● **DATA RECORDS**:
== Segment start ==

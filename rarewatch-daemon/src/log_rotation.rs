//! Size-based rotation for the daemon log file.
//!
//! `rarewatch.log` is rotated once it reaches 10 MiB, keeping at most 5 old
//! copies: `rarewatch.log` → `rarewatch.log.1` → … → `rarewatch.log.5`.

use std::fs::{self, File, OpenOptions};
use std::io::{self, Write};
use std::path::{Path, PathBuf};
use std::sync::Mutex;

use tracing_subscriber::fmt::MakeWriter;

/// Maximum log file size before rotation (10 MiB).
pub const MAX_LOG_BYTES: u64 = 10 * 1024 * 1024;

/// Maximum number of rotated backup files to keep.
pub const MAX_ROTATED_FILES: usize = 5;

/// Rotate `log_path` if its size is at least `max_bytes`.
///
/// Returns `true` if rotation occurred. A missing file is not an error.
pub fn rotate_if_needed(log_path: &Path, max_bytes: u64, max_files: usize) -> io::Result<bool> {
    let size = match fs::metadata(log_path) {
        Ok(meta) => meta.len(),
        Err(err) if err.kind() == io::ErrorKind::NotFound => return Ok(false),
        Err(err) => return Err(err),
    };
    if size < max_bytes {
        return Ok(false);
    }

    let oldest = numbered_path(log_path, max_files);
    if oldest.exists() {
        fs::remove_file(&oldest)?;
    }
    for n in (1..max_files).rev() {
        let src = numbered_path(log_path, n);
        if src.exists() {
            fs::rename(&src, numbered_path(log_path, n + 1))?;
        }
    }
    fs::rename(log_path, numbered_path(log_path, 1))?;
    Ok(true)
}

fn numbered_path(base: &Path, n: usize) -> PathBuf {
    let name = base
        .file_name()
        .and_then(|s| s.to_str())
        .unwrap_or("rarewatch.log");
    base.with_file_name(format!("{name}.{n}"))
}

fn open_append(path: &Path) -> io::Result<(File, u64)> {
    let file = OpenOptions::new().create(true).append(true).open(path)?;
    let len = file.metadata()?.len();
    Ok((file, len))
}

struct LogState {
    file: Option<File>,
    written: u64,
}

/// Append-only log file that rotates itself as it is written to.
///
/// Used as the writer of the file layer in [`init_tracing`](crate::init_tracing).
pub struct RotatingFile {
    path: PathBuf,
    max_bytes: u64,
    max_files: usize,
    state: Mutex<LogState>,
}

impl RotatingFile {
    pub fn open(path: impl Into<PathBuf>) -> io::Result<Self> {
        Self::with_limits(path, MAX_LOG_BYTES, MAX_ROTATED_FILES)
    }

    pub fn with_limits(
        path: impl Into<PathBuf>,
        max_bytes: u64,
        max_files: usize,
    ) -> io::Result<Self> {
        let path = path.into();
        if let Some(parent) = path.parent().filter(|p| !p.as_os_str().is_empty()) {
            fs::create_dir_all(parent)?;
        }
        rotate_if_needed(&path, max_bytes, max_files)?;
        let (file, written) = open_append(&path)?;
        Ok(Self {
            path,
            max_bytes,
            max_files,
            state: Mutex::new(LogState {
                file: Some(file),
                written,
            }),
        })
    }

    pub fn path(&self) -> &Path {
        &self.path
    }

    fn write_line(&self, buf: &[u8]) -> io::Result<usize> {
        let mut state = self
            .state
            .lock()
            .map_err(|_| io::Error::other("log file lock poisoned"))?;

        if state.written >= self.max_bytes || state.file.is_none() {
            // Close before renaming so rotation also works where open files can't move.
            state.file = None;
            rotate_if_needed(&self.path, self.max_bytes, self.max_files)?;
            let (file, written) = open_append(&self.path)?;
            state.file = Some(file);
            state.written = written;
        }

        let Some(file) = state.file.as_mut() else {
            return Err(io::Error::other("log file not open"));
        };
        let n = file.write(buf)?;
        state.written += n as u64;
        Ok(n)
    }
}

pub struct RotatingWriter<'a>(&'a RotatingFile);

impl Write for RotatingWriter<'_> {
    fn write(&mut self, buf: &[u8]) -> io::Result<usize> {
        self.0.write_line(buf)
    }

    fn flush(&mut self) -> io::Result<()> {
        let mut state = self
            .0
            .state
            .lock()
            .map_err(|_| io::Error::other("log file lock poisoned"))?;
        match state.file.as_mut() {
            Some(file) => file.flush(),
            None => Ok(()),
        }
    }
}

impl<'a> MakeWriter<'a> for RotatingFile {
    type Writer = RotatingWriter<'a>;

    fn make_writer(&'a self) -> Self::Writer {
        RotatingWriter(self)
    }
}

#[cfg(test)]
mod tests {
    use super::*;
    use tempfile::TempDir;

    fn make_log(dir: &TempDir, name: &str, size_bytes: usize) -> PathBuf {
        let path = dir.path().join(name);
        fs::write(&path, vec![b'x'; size_bytes]).unwrap();
        path
    }

    #[test]
    fn rotation_noop_when_file_under_threshold() {
        let dir = TempDir::new().unwrap();
        let log = make_log(&dir, "rarewatch.log", 10);
        assert!(!rotate_if_needed(&log, 64, 3).unwrap());
        assert!(!numbered_path(&log, 1).exists());
    }

    #[test]
    fn rotation_moves_oversized_file_aside() {
        let dir = TempDir::new().unwrap();
        let log = make_log(&dir, "rarewatch.log", 65);
        assert!(rotate_if_needed(&log, 64, 3).unwrap());
        assert!(!log.exists());
        assert_eq!(fs::metadata(numbered_path(&log, 1)).unwrap().len(), 65);
    }

    #[test]
    fn rotated_copies_are_capped() {
        let dir = TempDir::new().unwrap();
        let log = dir.path().join("rarewatch.log");
        for n in 1..=3 {
            fs::write(numbered_path(&log, n), format!("rotated-{n}")).unwrap();
        }
        make_log(&dir, "rarewatch.log", 100);

        assert!(rotate_if_needed(&log, 64, 3).unwrap());
        assert_eq!(fs::read_to_string(numbered_path(&log, 3)).unwrap(), "rotated-2");
        assert_eq!(fs::read_to_string(numbered_path(&log, 2)).unwrap(), "rotated-1");
        assert!(!numbered_path(&log, 4).exists());
    }

    #[test]
    fn rotation_skips_missing_file() {
        let dir = TempDir::new().unwrap();
        assert!(!rotate_if_needed(&dir.path().join("missing.log"), 64, 3).unwrap());
    }

    #[test]
    fn open_creates_parent_directory() {
        let dir = TempDir::new().unwrap();
        let path = dir.path().join(".rarewatch").join("rarewatch.log");
        let log = RotatingFile::open(&path).unwrap();
        log.make_writer().write_all(b"started\n").unwrap();
        assert_eq!(fs::read_to_string(&path).unwrap(), "started\n");
    }

    #[test]
    fn writer_rotates_once_limit_is_reached() {
        let dir = TempDir::new().unwrap();
        let path = dir.path().join("rarewatch.log");
        let log = RotatingFile::with_limits(&path, 16, 2).unwrap();

        log.make_writer().write_all(b"first line, long\n").unwrap();
        log.make_writer().write_all(b"second\n").unwrap();

        assert_eq!(fs::read_to_string(&path).unwrap(), "second\n");
        assert_eq!(
            fs::read_to_string(numbered_path(&path, 1)).unwrap(),
            "first line, long\n"
        );
    }

    #[test]
    fn existing_log_is_appended_to() {
        let dir = TempDir::new().unwrap();
        let path = dir.path().join("rarewatch.log");
        fs::write(&path, "earlier run\n").unwrap();

        let log = RotatingFile::open(&path).unwrap();
        log.make_writer().write_all(b"this run\n").unwrap();

        assert_eq!(fs::read_to_string(&path).unwrap(), "earlier run\nthis run\n");
    }
}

== Segment end ==

● **TASK**: Print the whole listing exactly as it is.

● **RESULT BELOW**:
filename rarewatch-daemon/src/log_rotation.rs
//! Size-based rotation for the daemon log file.
//!
//! `rarewatch.log` is rotated once it reaches 10 MiB, keeping at most 5 old
//! copies: `rarewatch.log` → `rarewatch.log.1` → … → `rarewatch.log.5`.

use std::fs::{self, File, OpenOptions};
use std::io::{self, Write};
use std::path::{Path, PathBuf};
use std::sync::Mutex;

use tracing_subscriber::fmt::MakeWriter;

/// Maximum log file size before rotation (10 MiB).
pub const MAX_LOG_BYTES: u64 = 10 * 1024 * 1024;

/// Maximum number of rotated backup files to keep.
pub const MAX_ROTATED_FILES: usize = 5;

/// Rotate `log_path` if its size is at least `max_bytes`.
///
/// Returns `true` if rotation occurred. A missing file is not an error.
pub fn rotate_if_needed(log_path: &Path, max_bytes: u64, max_files: usize) -> io::Result<bool> {
    let size = match fs::metadata(log_path) {
        Ok(meta) => meta.len(),
        Err(err) if err.kind() == io::ErrorKind::NotFound => return Ok(false),
        Err(err) => return Err(err),
    };
    if size < max_bytes {
        return Ok(false);
    }

    let oldest = numbered_path(log_path, max_files);
    if oldest.exists() {
        fs::remove_file(&oldest)?;
    }
    for n in (1..max_files).rev() {
        let src = numbered_path(log_path, n);
        if src.exists() {
            fs::rename(&src, numbered_path(log_path, n + 1))?;
        }
    }
    fs::rename(log_path, numbered_path(log_path, 1))?;
    Ok(true)
}

fn numbered_path(base: &Path, n: usize) -> PathBuf {
    let name = base
        .file_name()
        .and_then(|s| s.to_str())
        .unwrap_or("rarewatch.log");
    base.with_file_name(format!("{name}.{n}"))
}

fn open_append(path: &Path) -> io::Result<(File, u64)> {
    let file = OpenOptions::new().create(true).append(true).open(path)?;
    let len = file.metadata()?.len();
    Ok((file, len))
}

struct LogState {
    file: Option<File>,
    written: u64,
}

/// Append-only log file that rotates itself as it is written to.
///
/// Used as the writer of the file layer in [`init_tracing`](crate::init_tracing).
pub struct RotatingFile {
    path: PathBuf,
    max_bytes: u64,
    max_files: usize,
    state: Mutex<LogState>,
}

impl RotatingFile {
    pub fn open(path: impl Into<PathBuf>) -> io::Result<Self> {
        Self::with_limits(path, MAX_LOG_BYTES, MAX_ROTATED_FILES)
    }

    pub fn with_limits(
        path: impl Into<PathBuf>,
        max_bytes: u64,
        max_files: usize,
    ) -> io::Result<Self> {
        let path = path.into();
        if let Some(parent) = path.parent().filter(|p| !p.as_os_str().is_empty()) {
            fs::create_dir_all(parent)?;
        }
        rotate_if_needed(&path, max_bytes, max_files)?;
        let (file, written) = open_append(&path)?;
        Ok(Self {
            path,
            max_bytes,
            max_files,
            state: Mutex::new(LogState {
                file: Some(file),
                written,
            }),
        })
    }

    pub fn path(&self) -> &Path {
        &self.path
    }

    fn write_line(&self, buf: &[u8]) -> io::Result<usize> {
        let mut state = self
            .state
            .lock()
            .map_err(|_| io::Error::other("log file lock poisoned"))?;

        if state.written >= self.max_bytes || state.file.is_none() {
            // Close before renaming so rotation also works where open files can't move.
            state.file = None;
            rotate_if_needed(&self.path, self.max_bytes, self.max_files)?;
            let (file, written) = open_append(&self.path)?;
            state.file = Some(file);
            state.written = written;
        }

        let Some(file) = state.file.as_mut() else {
            return Err(io::Error::other("log file not open"));
        };
        let n = file.write(buf)?;
        state.written += n as u64;
        Ok(n)
    }
}

pub struct RotatingWriter<'a>(&'a RotatingFile);

impl Write for RotatingWriter<'_> {
    fn write(&mut self, buf: &[u8]) -> io::Result<usize> {
        self.0.write_line(buf)
    }

    fn flush(&mut self) -> io::Result<()> {
        let mut state = self
            .0
            .state
            .lock()
            .map_err(|_| io::Error::other("log file lock poisoned"))?;
        match state.file.as_mut() {
            Some(file) => file.flush(),
            None => Ok(()),
        }
    }
}

impl<'a> MakeWriter<'a> for RotatingFile {
    type Writer = RotatingWriter<'a>;

    fn make_writer(&'a self) -> Self::Writer {
        RotatingWriter(self)
    }
}

#[cfg(test)]
mod tests {
    use super::*;
    use tempfile::TempDir;

    fn make_log(dir: &TempDir, name: &str, size_bytes: usize) -> PathBuf {
        let path = dir.path().join(name);
        fs::write(&path, vec![b'x'; size_bytes]).unwrap();
        path
    }

    #[test]
    fn rotation_noop_when_file_under_threshold() {
        let dir = TempDir::new().unwrap();
        let log = make_log(&dir, "rarewatch.log", 10);
        assert!(!rotate_if_needed(&log, 64, 3).unwrap());
        assert!(!numbered_path(&log, 1).exists());
    }

    #[test]
    fn rotation_moves_oversized_file_aside() {
        let dir = TempDir::new().unwrap();
        let log = make_log(&dir, "rarewatch.log", 65);
        assert!(rotate_if_needed(&log, 64, 3).unwrap());
        assert!(!log.exists());
        assert_eq!(fs::metadata(numbered_path(&log, 1)).unwrap().len(), 65);
    }

    #[test]
    fn rotated_copies_are_capped() {
        let dir = TempDir::new().unwrap();
        let log = dir.path().join("rarewatch.log");
        for n in 1..=3 {
            fs::write(numbered_path(&log, n), format!("rotated-{n}")).unwrap();
        }
        make_log(&dir, "rarewatch.log", 100);

        assert!(rotate_if_needed(&log, 64, 3).unwrap());
        assert_eq!(fs::read_to_string(numbered_path(&log, 3)).unwrap(), "rotated-2");
        assert_eq!(fs::read_to_string(numbered_path(&log, 2)).unwrap(), "rotated-1");
        assert!(!numbered_path(&log, 4).exists());
    }

    #[test]
    fn rotation_skips_missing_file() {
        let dir = TempDir::new().unwrap();
        assert!(!rotate_if_needed(&dir.path().join("missing.log"), 64, 3).unwrap());
    }

    #[test]
    fn open_creates_parent_directory() {
        let dir = TempDir::new().unwrap();
        let path = dir.path().join(".rarewatch").join("rarewatch.log");
        let log = RotatingFile::open(&path).unwrap();
        log.make_writer().write_all(b"started\n").unwrap();
        assert_eq!(fs::read_to_string(&path).unwrap(), "started\n");
    }

    #[test]
    fn writer_rotates_once_limit_is_reached() {
        let dir = TempDir::new().unwrap();
        let path = dir.path().join("rarewatch.log");
        let log = RotatingFile::with_limits(&path, 16, 2).unwrap();

        log.make_writer().write_all(b"first line, long\n").unwrap();
        log.make_writer().write_all(b"second\n").unwrap();

        assert_eq!(fs::read_to_string(&path).unwrap(), "second\n");
        assert_eq!(
            fs::read_to_string(numbered_path(&path, 1)).unwrap(),
            "first line, long\n"
        );
    }

    #[test]
    fn existing_log_is_appended_to() {
        let dir = TempDir::new().unwrap();
        let path = dir.path().join("rarewatch.log");
        fs::write(&path, "earlier run\n").unwrap();

        let log = RotatingFile::open(&path).unwrap();
        log.make_writer().write_all(b"this run\n").unwrap();

        assert_eq!(fs::read_to_string(&path).unwrap(), "earlier run\nthis run\n");
    }
}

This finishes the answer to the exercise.